Linear alpha olefins are a range of industrially important alpha-olefins, including 1-butene, 1-hexene, 1-octene, 1-decene, 1-dodecene, 1-tetradecene, 1-hexadecene, 1-octadecene and higher olefin blends of C_{20}-C_{24}, C_{24}-C_{30}, and C_{20}-C_{30} ranges.

== Synthesis ==
=== Overview ===

Industrially, linear alpha olefins are commonly manufactured by two main routes: oligomerization of ethylene and by Fischer–Tropsch synthesis followed by purification. Another route to linear alpha olefins which has been used commercially on small scale is dehydration of alcohols. Prior to about the 1970s, linear alpha olefins were also manufactured by thermal cracking of waxes, whereas linear internal olefins were also manufactured by chlorination/dehydrochlorination of linear paraffins.

There are seven commercial processes which oligomerize ethylene to linear alpha olefins. Five of these processes produce wide distributions of linear alpha olefins. These are the Ethyl Corporation (Ineos) process, Gulf (Chevron Phillips Chemical Company), Shell Oil Company SHOP process, the Idemitsu Petrochemical process and the SABIC-Linde α-Sablin process.

The newest commercial linear alpha olefin process is the Sabic-Linde α-Sablin process, commercialized by SABIC in Saudi Arabia. The α-Sablin process is a low-pressure ethylene oligomerization process conducted over heterogeneous catalyst in a slurry bed. The process also makes a C4-C20+ distribution of alpha-olefins. Sabic announced the commercialization of a 150,000 metric tons per year plant using the α-Sablin process at their Jubail plant on the Gulf coast of Saudi Arabia in 2009. The plant construction was managed by Linde’s subsidiary Linde-KCA-Dresden GmbH, Germany.

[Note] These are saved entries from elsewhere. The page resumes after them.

//! DID document resolution against the PLC directory.
//!
//! An author's DID resolves to a DID document whose `alsoKnownAs` field lists
//! the handles the author claims, primary first (as `at://` URIs). The policy
//! only needs that list, so [`DidDocument`] carries nothing else.
//!
//! [`DidResolver`] is the seam the identity cache works through: production
//! uses [`PlcDirectoryResolver`] (one HTTP round-trip per lookup, bounded by a
//! client-level timeout), tests use in-memory doubles.

use std::future::Future;
use std::time::Duration;

use metrics::counter;
use serde::Deserialize;
use thiserror::Error;

use crate::error;

/// Default public PLC directory endpoint.
pub const DEFAULT_PLC_DIRECTORY_URL: &str = "https://plc.directory";

/// Errors from a single identity lookup.
///
/// Only [`NotFound`](ResolveError::NotFound) is a definitive answer about the
/// author; the rest are transient and must not be cached, so the next event
/// mentioning the author retries the lookup.
#[derive(Error, Debug, Clone, PartialEq, Eq)]
pub enum ResolveError {
    /// The directory has no record for this DID.
    #[error("no identity record for {did}")]
    NotFound {
        /// The DID that was looked up.
        did: String,
    },

    /// The lookup did not complete within the configured timeout.
    #[error("identity lookup timed out for {did}")]
    Timeout {
        /// The DID that was looked up.
        did: String,
    },

    /// The response body was not a decodable DID document.
    #[error("malformed identity record for {did}: {reason}")]
    Malformed {
        /// The DID that was looked up.
        did: String,
        /// Decode failure detail.
        reason: String,
    },

    /// Transport or server failure.
    #[error("identity directory unavailable for {did}: {reason}")]
    Unavailable {
        /// The DID that was looked up.
        did: String,
        /// Failure detail.
        reason: String,
    },
}

impl ResolveError {
    /// Metric label for this error kind.
    pub fn kind(&self) -> &'static str {
        match self {
            Self::NotFound { .. } => "not_found",
            Self::Timeout { .. } => "timeout",
            Self::Malformed { .. } => "malformed",
            Self::Unavailable { .. } => "unavailable",
        }
    }

    /// True if this error is a definitive answer about the author rather than
    /// a transient failure. Definitive errors cache a deny verdict.
    pub fn is_definitive(&self) -> bool {
        matches!(self, Self::NotFound { .. })
    }
}

/// The subset of a DID document the policy consumes.
#[derive(Debug, Clone, Default, Deserialize)]
#[serde(rename_all = "camelCase")]
pub struct DidDocument {
    /// Claimed handles as `at://` URIs, primary first.
    #[serde(default)]
    pub also_known_as: Vec<String>,
}

impl DidDocument {
    /// The author's primary alias, if any.
    pub fn primary_alias(&self) -> Option<&str> {
        self.also_known_as.first().map(String::as_str)
    }
}

/// A resolver of author DIDs to their DID documents.
pub trait DidResolver: Send + Sync {
    /// Resolve one DID. A single lookup; retries are the caller's concern.
    fn resolve(
        &self,
        did: &str,
    ) -> impl Future<Output = Result<DidDocument, ResolveError>> + Send;
}

/// Resolver backed by a PLC directory over HTTP.
pub struct PlcDirectoryResolver {
    client: reqwest::Client,
    base_url: String,
}

impl PlcDirectoryResolver {
    /// Create a resolver for the directory at `base_url` with a per-request
    /// timeout. The timeout covers the whole round-trip including body read.
    pub fn new(base_url: impl Into<String>, timeout: Duration) -> error::Result<Self> {
        let client = reqwest::Client::builder()
            .timeout(timeout)
            .user_agent(concat!("skysieve/", env!("CARGO_PKG_VERSION")))
            .build()
            .map_err(|e| error::Error::Config(format!("failed to build HTTP client: {e}")))?;

        Ok(Self {
            client,
            base_url: base_url.into().trim_end_matches('/').to_string(),
        })
    }
}

impl DidResolver for PlcDirectoryResolver {
    async fn resolve(&self, did: &str) -> Result<DidDocument, ResolveError> {
        counter!("resolver_lookups_total").increment(1);

        let url = format!("{}/{}", self.base_url, did);
        let response = self.client.get(&url).send().await.map_err(|e| {
            if e.is_timeout() {
                ResolveError::Timeout {
                    did: did.to_string(),
                }
            } else {
                ResolveError::Unavailable {
                    did: did.to_string(),
                    reason: e.to_string(),
                }
            }
        })?;

        let status = response.status();
        if status == reqwest::StatusCode::NOT_FOUND {
            return Err(ResolveError::NotFound {
                did: did.to_string(),
            });
        }
        if !status.is_success() {
            return Err(ResolveError::Unavailable {
                did: did.to_string(),
                reason: format!("HTTP {status}"),
            });
        }

        response.json::<DidDocument>().await.map_err(|e| {
            if e.is_timeout() {
                ResolveError::Timeout {
                    did: did.to_string(),
                }
            } else {
                ResolveError::Malformed {
                    did: did.to_string(),
                    reason: e.to_string(),
                }
            }
        })
    }
}

#[cfg(test)]
mod tests {
    use super::*;

    // =========================================================================
    // DID document parsing
    // =========================================================================

    #[test]
    fn test_did_document_parse() {
        let json = r#"{
            "@context": ["https://www.w3.org/ns/did/v1"],
            "id": "did:plc:ewvi7nxzyoun6zhxrhs64oiz",
            "alsoKnownAs": ["at://alice.example.com", "at://alice.bsky.social"],
            "verificationMethod": [],
            "service": []
        }"#;
        let doc: DidDocument = serde_json::from_str(json).unwrap();
        assert_eq!(
            doc.also_known_as,
            vec!["at://alice.example.com", "at://alice.bsky.social"]
        );
        assert_eq!(doc.primary_alias(), Some("at://alice.example.com"));
    }

    #[test]
    fn test_did_document_missing_aliases() {
        let doc: DidDocument = serde_json::from_str(r#"{"id":"did:plc:abc"}"#).unwrap();
        assert!(doc.also_known_as.is_empty());
        assert_eq!(doc.primary_alias(), None);
    }

    #[test]
    fn test_did_document_not_an_object_fails() {
        assert!(serde_json::from_str::<DidDocument>("[1,2,3]").is_err());
    }

    // =========================================================================
    // Error taxonomy
    // =========================================================================

    #[test]
    fn test_only_not_found_is_definitive() {
        let did = "did:plc:abc".to_string();
        assert!(ResolveError::NotFound { did: did.clone() }.is_definitive());
        assert!(!ResolveError::Timeout { did: did.clone() }.is_definitive());
        assert!(
            !ResolveError::Malformed {
                did: did.clone(),
                reason: "bad".to_string()
            }
            .is_definitive()
        );
        assert!(
            !ResolveError::Unavailable {
                did,
                reason: "connection refused".to_string()
            }
            .is_definitive()
        );
    }

    #[test]
    fn test_error_kinds() {
        let did = "did:plc:abc".to_string();
        assert_eq!(ResolveError::NotFound { did: did.clone() }.kind(), "not_found");
        assert_eq!(ResolveError::Timeout { did }.kind(), "timeout");
    }

    #[test]
    fn test_base_url_trailing_slash_stripped() {
        let resolver =
            PlcDirectoryResolver::new("https://plc.directory/", Duration::from_secs(5)).unwrap();
        assert_eq!(resolver.base_url, "https://plc.directory");
    }
}
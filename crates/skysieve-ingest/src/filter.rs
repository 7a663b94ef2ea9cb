//! Per-event filtering: commit event in, write-set out.
//!
//! Deletes pass straight through (no policy applies to a deletion). Creates
//! are evaluated concurrently — each needs the author's verdict, which may
//! cost a directory round-trip — under a semaphore so one busy event cannot
//! saturate the resolver. Every create settles independently: a slow or
//! failed lookup for one author rejects only that author's creates and never
//! aborts siblings.

use std::sync::Arc;

use chrono::{DateTime, Utc};
use futures::future::join_all;
use metrics::counter;
use skysieve_core::{CommitEvent, CreateOp, IndexedPost, PostOp, WriteSet};
use tokio::sync::Semaphore;

use crate::cache::{CacheConfig, IdentityCache};
use crate::policy::{Decision, PostPolicy};
use crate::resolve::DidResolver;

/// Filter configuration.
#[derive(Debug, Clone)]
pub struct FilterConfig {
    /// Maximum identity lookups in flight for one event's creates.
    pub max_concurrent_resolves: usize,
}

impl Default for FilterConfig {
    fn default() -> Self {
        Self {
            max_concurrent_resolves: 8,
        }
    }
}

/// Turns commit events into write-sets using the policy and identity cache.
pub struct EventFilter<R> {
    cache: IdentityCache<R>,
    policy: Arc<PostPolicy>,
    resolve_slots: Semaphore,
}

impl<R: DidResolver + 'static> EventFilter<R> {
    /// Create a filter owning its identity cache.
    pub fn new(
        policy: PostPolicy,
        resolver: Arc<R>,
        cache_config: CacheConfig,
        config: FilterConfig,
    ) -> Self {
        let policy = Arc::new(policy);
        Self {
            cache: IdentityCache::new(cache_config, resolver, Arc::clone(&policy)),
            policy,
            resolve_slots: Semaphore::new(config.max_concurrent_resolves),
        }
    }

    /// Process one commit event into its write-set.
    ///
    /// Never fails: per-author resolution errors reject that author's creates
    /// for this event (they retry on the author's next event) and are logged.
    pub async fn process(&self, event: &CommitEvent) -> WriteSet {
        let mut to_delete = Vec::new();
        let mut creates: Vec<&CreateOp> = Vec::new();

        for op in &event.ops {
            match op {
                PostOp::Delete { uri } => to_delete.push(uri.clone()),
                PostOp::Create(create) => creates.push(create),
            }
        }

        if !to_delete.is_empty() {
            counter!("filter_posts_deleted_total").increment(to_delete.len() as u64);
        }

        let now = Utc::now();
        let evaluations = creates
            .into_iter()
            .map(|create| self.evaluate_create(create, now));
        let to_upsert = join_all(evaluations).await.into_iter().flatten().collect();

        WriteSet {
            to_upsert,
            to_delete,
        }
    }

    /// Number of verdicts currently cached.
    pub async fn cached_verdicts(&self) -> u64 {
        self.cache.entry_count().await
    }

    async fn evaluate_create(&self, op: &CreateOp, now: DateTime<Utc>) -> Option<IndexedPost> {
        // The semaphore is never closed, so acquire only fails at shutdown
        let _permit = self.resolve_slots.acquire().await.ok()?;

        let verdict = match self.cache.get_or_resolve(&op.author_did).await {
            Ok(verdict) => verdict,
            Err(e) => {
                tracing::warn!(
                    did = %op.author_did,
                    uri = %op.uri,
                    error = %e,
                    "identity resolution failed, rejecting create for this event"
                );
                counter!("filter_posts_rejected_total", "reason" => "resolve_failed").increment(1);
                return None;
            }
        };

        match self.policy.evaluate(op, &verdict, now) {
            Decision::Accept => {
                tracing::debug!(uri = %op.uri, did = %op.author_did, "post accepted");
                counter!("filter_posts_accepted_total").increment(1);
                Some(IndexedPost {
                    uri: op.uri.clone(),
                    cid: op.cid.clone(),
                    indexed_at: now,
                })
            }
            Decision::Reject(reason) => {
                tracing::trace!(uri = %op.uri, did = %op.author_did, reason = reason.as_str(), "post rejected");
                counter!("filter_posts_rejected_total", "reason" => reason.as_str()).increment(1);
                None
            }
        }
    }
}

Two commercial processes make a single alpha-olefin carbon number. Phillips (CP Chemical Company) ethylene trimerization process, produces only 1-hexene. Another commercial process, offered by a technology licensor IFP, dimerizes ethylene to high purity 1-butene.

There are two alpha-olefin processes that have not been commercialized as of Q2, 2010. One is an ethylene oligomerization to a wide range of linear alpha olefins technology being offered by a technology licensor UOP. The other is the DuPont Versipol technology. To date, no commercial plants have been built using either UOP or DuPont's technology.

The only commercial process to isolate linear alpha olefins from synthetic crude is practiced by Sasol Ltd., a South African oil and gas and petrochemical company. Sasol commercially employs Fischer–Tropsch synthesis to make fuels from synthesis gas derived from coal and recovers 1-hexene from these fuel streams, where the initial linear alpha olefin concentration in a narrow distillation cut may be 60%, with the remainder being vinylidenes, linear and branched internal olefins, linear and branched paraffins, alcohols, aldehydes, carboxylic acids and aromatic compounds.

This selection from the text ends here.